If a concern keeps bothering you from getting asleep, try this method. Get a pen (a marker would be better) and a piece of paper (big enough to fill in you concern) and write your concerns on it. Lay it on your side table or tape it on the wall. You don’t go to sleep with your robe on, so it’s like taking your robe off before retiring. In the morning, discard the paper. Sounds trivial but for some, it works.
A phone (landline, mobiles, smartphone, Ipad's) ;These blue screen devices: Turn Them Off At Bedtime.
These items on the bedside can be very handy particularly in an emergency. But it can also be downright annoying, especially when it is set to ring aloud. Take that phone away from your ear. If you need to keep it, set it on silent mode. Depending on your line of business or profession, that phone may or may be not be that important for night calls. Should its presence fall short of its importance, you’re better off without it during the night. That once in a lifetime call which you classify as an emergency may not be worth all the nights you are awakened by a wrong number or a nuisance call. The possibility that someone might call in the middle of the night when you’re asleep results to an agitated feeling that alters your sleep pattern, keeping you half asleep subconsciously.
Your brain monitors and maintains a record of all the hours you owe it in terms of shortage in sleep. One way or the other, you’ll have to pay for it. You should be thankful it doesn’t charge interest or penalties for late payments. Try your best to pull yourself out of sleep deficits.
It's not just a matter of getting enough hours, it's what you do with them that counts. Give your beauty routine a wake-up call and you're guaranteed to look better by morning. It all starts with a good night's rest.
Tub Therapy – You need more than seven hours sleep or stress hormones rise. This causes skin dehydration, pastiness and puffiness. Have a bath before bed, the heat not only reduces muscle tension but as the body cools afterwards it makes your heart beat more slowly resulting in feeling sleepy.
Lower The Thermostat – At night your brain sends signals to reduce your body temperature in preparation for sleep. If you can't lower your body temperature you sleep is disturbed. A cool 18 degrees C works best. Set your heating low and avoid spicy or sugary foods which raise your body temperature.
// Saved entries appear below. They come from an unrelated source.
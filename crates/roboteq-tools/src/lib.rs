//! # Roboteq Tools
//!
//! 控制器的串口行协议配套工具：向设备下发文本配置命令并校验
//! 应答。不管理串口本身（波特率、超时都是调用方的事），只在
//! 任意 `Read + Write` 通道上说这套行协议。

mod command_writer;

pub use command_writer::{CommandWriter, ToolError};
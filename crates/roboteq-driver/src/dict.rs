//! 对象字典镜像与变更通知
//!
//! 对象字典本体属于传输层；驱动核心只维护一个按
//! (object id, sub id) 寻址的本地镜像：传输层解析出的新值
//! 通过 [`Update`] 进入镜像，暂存的指令值由通道写入镜像，
//! 周期指令帧从镜像再生。
//!
//! 显式的 SDO 读写以抽象请求 [`SdoRequest`] 表达，由外部的
//! SDO 引擎翻译成总线帧；核心自身不做任何 I/O。

use roboteq_protocol::{Object, ObjectAddr};
use smallvec::SmallVec;
use std::collections::BTreeMap;

/// 传输层的变更通知：一批 (地址, 新值)
///
/// 一条 PDO 或一条 SDO 应答解析出的所有条目放在同一个
/// `Update` 里；条目之间没有顺序或原子性保证。
#[derive(Debug, Clone, Default)]
pub struct Update {
    entries: SmallVec<[(ObjectAddr, i64); 8]>,
}

impl Update {
    pub fn new() -> Self {
        Self::default()
    }

    /// 单条目通知
    pub fn single(object: Object, value: i64) -> Self {
        let mut update = Self::new();
        update.push(object.addr(), value);
        update
    }

    pub fn push(&mut self, addr: ObjectAddr, value: i64) {
        self.entries.push((addr, value));
    }

    /// 该地址是否出现在本次通知中
    pub fn contains(&self, addr: ObjectAddr) -> bool {
        self.entries.iter().any(|(a, _)| *a == addr)
    }

    pub fn iter(&self) -> impl Iterator<Item = (ObjectAddr, i64)> + '_ {
        self.entries.iter().copied()
    }

    pub fn len(&self) -> usize {
        self.entries.len()
    }

    pub fn is_empty(&self) -> bool {
        self.entries.is_empty()
    }
}

/// 对象字典的本地镜像
#[derive(Debug, Clone, Default)]
pub struct ObjectDictionary {
    values: BTreeMap<ObjectAddr, i64>,
}

impl ObjectDictionary {
    pub fn new() -> Self {
        Self::default()
    }

    /// 读取寄存器值；从未收到过该寄存器时返回 `None`
    pub fn get(&self, object: Object) -> Option<i64> {
        self.values.get(&object.addr()).copied()
    }

    /// 写入寄存器值
    pub fn set(&mut self, object: Object, value: i64) {
        self.insert(object.addr(), value);
    }

    pub fn insert(&mut self, addr: ObjectAddr, value: i64) {
        self.values.insert(addr, value);
    }

    pub fn len(&self) -> usize {
        self.values.len()
    }

    pub fn is_empty(&self) -> bool {
        self.values.is_empty()
    }
}

/// 抽象 SDO 请求，由外部 SDO 引擎翻译成总线帧
///
/// SDO 交换是严格半双工的：同一节点上一个请求得到应答前
/// 不得发出下一个请求，这一约束由调用方保证。
#[derive(Debug, Clone, Copy, PartialEq, Eq)]
pub enum SdoRequest {
    /// 读取一个对象字典条目
    Upload { object: Object },
    /// 写入一个对象字典条目
    Download { object: Object, value: i64 },
}

impl SdoRequest {
    pub fn upload(object: Object) -> Self {
        Self::Upload { object }
    }

    pub fn download(object: Object, value: i64) -> Self {
        Self::Download { object, value }
    }

    /// 请求目标的对象字典地址
    pub fn addr(&self) -> ObjectAddr {
        match self {
            Self::Upload { object } | Self::Download { object, .. } => object.addr(),
        }
    }
}
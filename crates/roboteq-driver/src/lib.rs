//! # Roboteq Driver
//!
//! Roboteq 多通道电机控制器的驱动核心：把通用的多轴电机控制
//! 抽象（位置/速度/转矩的指令与反馈）映射到控制器的二进制
//! 对象字典上。
//!
//! ## 模块
//!
//! - `channel`: 单通道的模式配置、指令校验与更新跟踪
//! - `driver`: 多通道聚合、控制器级跟踪与 PDO 规划
//! - `dict`: 对象字典镜像、变更通知与抽象 SDO 请求
//! - `pdo`: 载荷受限的周期帧分组与配置请求生成
//! - `joint`: 通用关节状态/指令记录
//!
//! ## 边界
//!
//! 本 crate 不做任何总线 I/O，也不处理 SDO 分段或重试：
//! 它生成抽象请求、消费传输层的变更通知，其余都交给外部的
//! CANopen 传输。所有操作都是单线程的同步数据变换。
//!
//! ## 典型流程
//!
//! 1. 配置每个通道的运行模式与换算参数
//! 2. 链式调用 `setup_*_pdos` 得到 SDO 配置请求并下发
//! 3. 把收到的帧解析成 [`Update`] 喂给 [`Driver::process`]
//! 4. 轮询 [`Channel::has_full_update`]，读取反馈快照
//! 5. 通过 [`Driver::set_joint_command`] 下指令，由
//!    [`Driver::periodic_command_frames`] 或显式写请求生效

pub mod channel;
pub mod dict;
mod driver;
mod error;
pub mod joint;
pub mod pdo;
pub(crate) mod table;

pub use channel::Channel;
pub use dict::{ObjectDictionary, SdoRequest, Update};
pub use driver::{Driver, MAX_CHANNEL_COUNT, PdoSetup};
pub use error::DriverError;
pub use joint::{JointField, JointState};
pub use pdo::{PDO_PAYLOAD_BYTES, PdoFrame, PdoMapping, PdoTransmission};
pub use table::ProtocolVariant;
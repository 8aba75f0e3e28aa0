//! 控制器级状态
//!
//! 电压、温度与状态/故障标志字与通道运行模式无关，由驱动
//! 聚合层统一读取。标志字的位分配是厂商固定的。

use bilge::prelude::*;

/// 控制器状态标志字 (0x2111) 位域
#[bitsize(16)]
#[derive(FromBits, DebugBits, Clone, Copy, Default)]
pub struct StatusFlags {
    pub serial_mode: bool,
    pub pulse_mode: bool,
    pub analog_mode: bool,
    pub power_stage_off: bool,
    pub stall: bool,
    pub at_limit: bool,
    pub unused: bool,
    pub script_running: bool,
    pub tuning_mode: bool,
    reserved: u7,
}

/// 控制器故障标志字 (0x2112) 位域
#[bitsize(16)]
#[derive(FromBits, DebugBits, Clone, Copy, Default)]
pub struct FaultFlags {
    pub overheat: bool,
    pub overvoltage: bool,
    pub undervoltage: bool,
    pub short_circuit: bool,
    pub emergency_stop: bool,
    pub setup_fault: bool,
    pub mosfet_failure: bool,
    pub unconfigured: bool,
    reserved: u8,
}

impl FaultFlags {
    /// 是否有任一故障位置位
    pub fn any(self) -> bool {
        u16::from(self) & 0x00FF != 0
    }
}

/// 控制器级状态快照
///
/// 字段为 `None` 表示该寄存器还没有收到过任何值。
#[derive(Debug, Clone, Default)]
pub struct ControllerStatus {
    /// 内部电压，单位 V
    pub voltage_internal: Option<f64>,
    /// 电池电压，单位 V
    pub voltage_battery: Option<f64>,
    /// 5V 输出电压，单位 V
    pub voltage_5v: Option<f64>,
    /// MCU 温度，单位 °C
    pub temperature_mcu: Option<f64>,
    /// 各通道温度传感器，单位 °C
    pub temperature_sensors: Vec<Option<f64>>,
    pub status_flags: Option<StatusFlags>,
    pub fault_flags: Option<FaultFlags>,
    /// 各通道状态标志字
    pub channel_status_flags: Vec<Option<u16>>,
}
Humidity – Make sure the air in your bedroom is not too hot or cold as neither hold waster well. This means your skins is more likely to dehydrate and dehydrated skin creases more. If the air is too dry, consider getting a humidifier.
Avoid Too Much Alcohol – If possible, reduce your intake all-together. Sleep will be interrupted and you'll become restless as your blood alcohol and sugar levels drop which results in morning grogginess.
Skin Starbucks – It takes six to eight hours for caffeine to leave the system and up to ten hours if you're on a pill. Ban caffeine after 4pm and remember that a cup of tea or 50g of dark chocolate both contain nearly as much caffeine as an espresso.
Soporific Scents – Camomile and lavender are the most commonly known relaxing essential oils but basil, mandarin, neroli, rose, sandalwood and ylang-ylang are also fantastic. Add a few drops to an oil burner by your bed to help you get a good night's sleep. A drop of Lavender Essential Oil on your pillow can really help you join slumberland
Avoid Skin Irritation – The key beauty impact of a good night's sleep is repair. The skin must be void of make-up and residue but by using harsh cleansers your skin uses all its energy in combating inflammation rather than repairing damage. So be gentle when you apply any face cream before you sleep. A good idea is to spray water on your face before applying night cream.
Start Going To Bed Early – Another reason to get to bed early is that applying skincare in the early hours reduces its effectiveness. It's important to apply products before 1am to allow the active ingredients time to penetrate properly. Take a few weeks to slowly build to an extra 30 minutes of sleep per night.